*** Opening Records for this exercise ***

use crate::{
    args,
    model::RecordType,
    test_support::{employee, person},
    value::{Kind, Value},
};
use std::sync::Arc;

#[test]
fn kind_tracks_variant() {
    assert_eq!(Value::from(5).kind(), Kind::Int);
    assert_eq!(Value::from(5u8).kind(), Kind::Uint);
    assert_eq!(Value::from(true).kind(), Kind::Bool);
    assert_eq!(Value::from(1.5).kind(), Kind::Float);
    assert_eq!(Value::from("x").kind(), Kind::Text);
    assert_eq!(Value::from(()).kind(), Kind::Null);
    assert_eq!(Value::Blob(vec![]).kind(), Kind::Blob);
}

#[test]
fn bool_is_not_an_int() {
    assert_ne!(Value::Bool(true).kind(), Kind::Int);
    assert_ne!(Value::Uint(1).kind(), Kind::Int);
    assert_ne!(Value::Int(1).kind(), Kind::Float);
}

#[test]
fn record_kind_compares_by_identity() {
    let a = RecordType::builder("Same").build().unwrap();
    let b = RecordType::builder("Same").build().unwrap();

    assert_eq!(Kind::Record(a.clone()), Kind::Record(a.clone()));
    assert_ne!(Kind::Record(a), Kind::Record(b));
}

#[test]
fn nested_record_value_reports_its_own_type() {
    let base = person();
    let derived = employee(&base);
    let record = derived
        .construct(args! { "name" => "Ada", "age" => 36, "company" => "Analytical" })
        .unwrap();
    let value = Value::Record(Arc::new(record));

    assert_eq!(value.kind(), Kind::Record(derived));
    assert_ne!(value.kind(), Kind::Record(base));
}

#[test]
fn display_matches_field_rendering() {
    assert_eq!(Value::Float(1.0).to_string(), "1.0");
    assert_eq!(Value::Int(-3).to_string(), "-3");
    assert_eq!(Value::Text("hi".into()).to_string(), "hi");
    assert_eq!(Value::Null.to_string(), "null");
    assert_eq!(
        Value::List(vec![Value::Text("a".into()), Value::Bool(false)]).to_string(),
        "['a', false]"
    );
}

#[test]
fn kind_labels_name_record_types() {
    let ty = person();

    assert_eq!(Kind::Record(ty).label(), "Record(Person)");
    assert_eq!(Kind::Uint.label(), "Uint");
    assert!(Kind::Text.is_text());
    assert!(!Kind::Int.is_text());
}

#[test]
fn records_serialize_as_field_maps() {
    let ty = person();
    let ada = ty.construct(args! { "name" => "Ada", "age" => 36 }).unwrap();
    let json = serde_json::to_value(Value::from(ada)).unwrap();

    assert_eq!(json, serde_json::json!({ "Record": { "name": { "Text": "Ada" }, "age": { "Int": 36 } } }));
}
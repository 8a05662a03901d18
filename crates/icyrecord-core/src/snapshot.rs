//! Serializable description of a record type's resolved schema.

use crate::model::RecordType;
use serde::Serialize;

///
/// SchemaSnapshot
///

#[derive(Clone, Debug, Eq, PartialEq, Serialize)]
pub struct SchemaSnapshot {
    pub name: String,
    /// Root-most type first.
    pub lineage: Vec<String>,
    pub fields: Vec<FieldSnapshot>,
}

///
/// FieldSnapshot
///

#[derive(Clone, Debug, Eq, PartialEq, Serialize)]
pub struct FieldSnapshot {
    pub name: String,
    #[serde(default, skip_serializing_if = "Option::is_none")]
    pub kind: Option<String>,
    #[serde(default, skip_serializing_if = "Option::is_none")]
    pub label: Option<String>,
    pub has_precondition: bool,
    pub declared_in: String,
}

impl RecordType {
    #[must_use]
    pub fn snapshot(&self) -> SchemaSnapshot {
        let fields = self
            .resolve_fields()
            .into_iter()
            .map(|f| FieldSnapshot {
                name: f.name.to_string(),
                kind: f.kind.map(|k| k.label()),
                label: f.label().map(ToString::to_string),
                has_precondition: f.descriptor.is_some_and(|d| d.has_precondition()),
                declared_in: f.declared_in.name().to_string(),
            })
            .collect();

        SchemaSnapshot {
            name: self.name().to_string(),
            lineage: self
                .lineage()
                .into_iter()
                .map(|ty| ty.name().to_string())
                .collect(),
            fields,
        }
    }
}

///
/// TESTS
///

*** Closing Records for this exercise ***

> **To do**:
Transcribe, in full, each record that appears above.

> **Answer below**:
use crate::{
    args,
    model::RecordType,
    test_support::{employee, person},
    value::{Kind, Value},
};
use std::sync::Arc;

#[test]
fn kind_tracks_variant() {
    assert_eq!(Value::from(5).kind(), Kind::Int);
    assert_eq!(Value::from(5u8).kind(), Kind::Uint);
    assert_eq!(Value::from(true).kind(), Kind::Bool);
    assert_eq!(Value::from(1.5).kind(), Kind::Float);
    assert_eq!(Value::from("x").kind(), Kind::Text);
    assert_eq!(Value::from(()).kind(), Kind::Null);
    assert_eq!(Value::Blob(vec![]).kind(), Kind::Blob);
}

#[test]
fn bool_is_not_an_int() {
    assert_ne!(Value::Bool(true).kind(), Kind::Int);
    assert_ne!(Value::Uint(1).kind(), Kind::Int);
    assert_ne!(Value::Int(1).kind(), Kind::Float);
}

#[test]
fn record_kind_compares_by_identity() {
    let a = RecordType::builder("Same").build().unwrap();
    let b = RecordType::builder("Same").build().unwrap();

    assert_eq!(Kind::Record(a.clone()), Kind::Record(a.clone()));
    assert_ne!(Kind::Record(a), Kind::Record(b));
}

#[test]
fn nested_record_value_reports_its_own_type() {
    let base = person();
    let derived = employee(&base);
    let record = derived
        .construct(args! { "name" => "Ada", "age" => 36, "company" => "Analytical" })
        .unwrap();
    let value = Value::Record(Arc::new(record));

    assert_eq!(value.kind(), Kind::Record(derived));
    assert_ne!(value.kind(), Kind::Record(base));
}

#[test]
fn display_matches_field_rendering() {
    assert_eq!(Value::Float(1.0).to_string(), "1.0");
    assert_eq!(Value::Int(-3).to_string(), "-3");
    assert_eq!(Value::Text("hi".into()).to_string(), "hi");
    assert_eq!(Value::Null.to_string(), "null");
    assert_eq!(
        Value::List(vec![Value::Text("a".into()), Value::Bool(false)]).to_string(),
        "['a', false]"
    );
}

#[test]
fn kind_labels_name_record_types() {
    let ty = person();

    assert_eq!(Kind::Record(ty).label(), "Record(Person)");
    assert_eq!(Kind::Uint.label(), "Uint");
    assert!(Kind::Text.is_text());
    assert!(!Kind::Int.is_text());
}

#[test]
fn records_serialize_as_field_maps() {
    let ty = person();
    let ada = ty.construct(args! { "name" => "Ada", "age" => 36 }).unwrap();
    let json = serde_json::to_value(Value::from(ada)).unwrap();

    assert_eq!(json, serde_json::json!({ "Record": { "name": { "Text": "Ada" }, "age": { "Int": 36 } } }));
}
repository 8a05662a03901d18
filename crates/icyrecord-core/src/snapshot.rs
//! Serializable description of a record type's resolved schema.

use crate::model::RecordType;
use serde::Serialize;

///
/// SchemaSnapshot
///

#[derive(Clone, Debug, Eq, PartialEq, Serialize)]
pub struct SchemaSnapshot {
    pub name: String,
    /// Root-most type first.
    pub lineage: Vec<String>,
    pub fields: Vec<FieldSnapshot>,
}

///
/// FieldSnapshot
///

#[derive(Clone, Debug, Eq, PartialEq, Serialize)]
pub struct FieldSnapshot {
    pub name: String,
    #[serde(default, skip_serializing_if = "Option::is_none")]
    pub kind: Option<String>,
    #[serde(default, skip_serializing_if = "Option::is_none")]
    pub label: Option<String>,
    pub has_precondition: bool,
    pub declared_in: String,
}

impl RecordType {
    #[must_use]
    pub fn snapshot(&self) -> SchemaSnapshot {
        let fields = self
            .resolve_fields()
            .into_iter()
            .map(|f| FieldSnapshot {
                name: f.name.to_string(),
                kind: f.kind.map(|k| k.label()),
                label: f.label().map(ToString::to_string),
                has_precondition: f.descriptor.is_some_and(|d| d.has_precondition()),
                declared_in: f.declared_in.name().to_string(),
            })
            .collect();

        SchemaSnapshot {
            name: self.name().to_string(),
            lineage: self
                .lineage()
                .into_iter()
                .map(|ty| ty.name().to_string())
                .collect(),
            fields,
        }
    }
}

///
/// TESTS
///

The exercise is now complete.